[Samba] authentication problem

[Pisch Tamás]

> Not sysprepping is asking for problems.. Your computer SIDs are now the same.
Yes, I knew about the SID problem. I used NT4 style Samba, and I
didn't have problem with it. I use AD for 5 months. We have ~60 PCs
and laptops. We use Linux on some of them. I cloned them too.
I made a fresh install on a Windows client, and cloned it with
sysprep, but the same authentication problem appeared in 2-3 days. Any
other idea? I can connect to the sysvol on the DCs. Why DCs accept the
same clients?

> Always sysprep, im currently rolling out new w10 pc's atm
Ok, I will, but I'm not satisfied with it. I use the local
Administrator account, and I make some customization in that, but with
sysprep, I have to create a user, and then enable the Administrator
account after the first login.

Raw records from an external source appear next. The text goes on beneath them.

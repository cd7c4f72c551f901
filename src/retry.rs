//! Retry policy and clock abstraction for the unattended polling loop.
//!
//! Every timed wait in the crate goes through a [`Clock`], so tests can swap in
//! a clock that records sleeps instead of performing them.

use anyhow::{anyhow, Result};
use async_trait::async_trait;
use chrono::{DateTime, Local};
use std::future::Future;
use std::time::Duration;
use tracing::debug;

/// Default delay between fetch attempts after a transport failure.
pub const DEFAULT_RETRY_DELAY: Duration = Duration::from_secs(60);

/// Source of time for sleeps and timestamps.
#[async_trait]
pub trait Clock: Send + Sync {
    /// Suspends the caller for the given duration.
    async fn sleep(&self, duration: Duration);

    /// Returns the current local time.
    fn now(&self) -> DateTime<Local>;
}

/// Wall clock backed by tokio timers.
#[derive(Debug, Clone, Copy, Default)]
pub struct SystemClock;

#[async_trait]
impl Clock for SystemClock {
    async fn sleep(&self, duration: Duration) {
        tokio::time::sleep(duration).await;
    }

    fn now(&self) -> DateTime<Local> {
        Local::now()
    }
}

/// How many times to attempt an operation and how long to wait in between.
#[derive(Debug, Clone, Copy, PartialEq, Eq)]
pub struct RetryPolicy {
    /// `None` retries without limit
    pub max_attempts: Option<u32>,
    /// Fixed delay after each failed attempt
    pub delay: Duration,
}

impl Default for RetryPolicy {
    fn default() -> Self {
        Self::forever(DEFAULT_RETRY_DELAY)
    }
}

impl RetryPolicy {
    /// Retries without limit, sleeping `delay` after each failure.
    pub fn forever(delay: Duration) -> Self {
        Self { max_attempts: None, delay }
    }

    /// Gives up after `max_attempts` failures.
    pub fn limited(max_attempts: u32, delay: Duration) -> Self {
        Self { max_attempts: Some(max_attempts.max(1)), delay }
    }

    /// True if another attempt is allowed after `attempts` failures.
    pub fn allows_retry(&self, attempts: u32) -> bool {
        self.max_attempts.map_or(true, |max| attempts < max)
    }

    /// Runs `op` until it succeeds or the policy is exhausted.
    ///
    /// Each failure is followed by a sleep on `clock`. With an unlimited policy
    /// this only ever returns `Ok`.
    pub async fn run<T, E, F, Fut>(&self, clock: &dyn Clock, mut op: F) -> Result<T>
    where
        E: std::error::Error + Send + Sync + 'static,
        F: FnMut() -> Fut,
        Fut: Future<Output = Result<T, E>>,
    {
        let mut attempts = 0;

        loop {
            match op().await {
                Ok(value) => return Ok(value),
                Err(e) => {
                    attempts += 1;

                    if !self.allows_retry(attempts) {
                        return Err(
                            anyhow!(e).context(format!("Giving up after {} attempts", attempts))
                        );
                    }

                    debug!("Attempt {} failed: {}", attempts, e);
                    clock.sleep(self.delay).await;
                }
            }
        }
    }
}
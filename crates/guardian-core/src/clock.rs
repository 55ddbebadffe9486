//! Time source for analyses.
//!
//! Days open, status-change dates and alert timestamps all depend on "now".
//! The engine reads it through [`Clock`] so tests can pin it.

use chrono::{DateTime, NaiveDate, Utc};

pub trait Clock {
    fn now(&self) -> DateTime<Utc>;

    fn today(&self) -> NaiveDate {
        self.now().date_naive()
    }
}

/// Wall-clock time.
#[derive(Debug, Clone, Copy, Default)]
pub struct SystemClock;

impl Clock for SystemClock {
    fn now(&self) -> DateTime<Utc> {
        Utc::now()
    }
}

/// A clock stopped at a fixed instant.
#[derive(Debug, Clone, Copy, PartialEq, Eq)]
pub struct FixedClock(pub DateTime<Utc>);

impl FixedClock {
    /// Midnight UTC on the given date.
    pub fn on(date: NaiveDate) -> Self {
        Self(date.and_time(chrono::NaiveTime::MIN).and_utc())
    }
}

impl Clock for FixedClock {
    fn now(&self) -> DateTime<Utc> {
        self.0
    }
}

Ok, maye I need to read some docs about
it...

> Read: https://thesolving.com/server-room/when-and-how-to-use-sysprep/
>
> Tip, use this order to setup.
> - start a new computer, setup , at the first page the w10 install stops and is asking questions.
>  CTRL+SHIFT+F3, now it reboots and logs in as Administrator automaticly.
>  Configure the computer, install the needed software, everything you need/want.
>  ( NOTE, i only install/remove software, all other parts are done in GPO's. )
>  Cleanup the crap from W10.
>  runas Administrator Powershell:
>  and run : Get-AppxPackage -allusers | where-object {$_.name ?notlike "*store*"} | Remove-AppxPackage
>  the removed all crap apps, excludeing windows store ( adviced to keep that, can give problem to get it back )
>  run sysprep.
> - if you use fixed IP, first set the fixed IP, reboot
> - Change PC name, reboot
> - Add to domain, reboot
> Done, resulting in , alway correct DNS entries. ;-)
Thanks :)

Pisch Tamás <pischta at gmail.com> ezt írta (időpont: 2020. jan. 10., P, 10:37):
>
> > You also have these lines:
> >
> > logon path = ""
> > name resolve order = lmhosts host bcast
> >
> > You should remove these, they have no place in an AD smb.conf
>
> The smb.conf manpage mention that:
> 'Disable the use of roaming profiles by setting the value of this
> parameter to the empty string. For example, logon path = "".'
> I don't want roaming profiles, so I thought I need this parameter. Is
> it enough if user profiles has empty Profile Path entries?
> "Disabling of all roaming profile use requires that the user account
> settings must also be blank."
> What does it mean exactly?
> name resolve order: I removed this settings from dcs. man offers wins
> bcast settings for security = ADS, and SRV8 has that setting.
>
> > Now we come to a line that you should add to all the smb.conf files:
> >
> > winbind refresh tickets = yes
> >
> > This will ensure that your kerberos tickets will be refreshed.
>
> For this, I need libpam-winbind, according to the manual.
> I've read that:
> "Note: For a DC you do not need libpam-winbind libnss-winbind
> libpam-krb5, unless you require AD users to login "
> I think, to login locally. I don't want them to login locally, so I
> thought I don't want these on DCs. Do I really need libpam-winbind,
> and 'winbind refresh tickets' on DCs?
> I set it up on SRV8 and DC3.
>
> I still have the auth problem. 1-2 months ago I reinstalled the
> computhers that had this problem, and after that the authentication
> problem disappeared, but I wouldn't like to do it frequently.
> Another question, but might be related to this problem.
> I usually reinstall computers from clone image file, but I don't use
> sysprep. What problem(s) can cause that?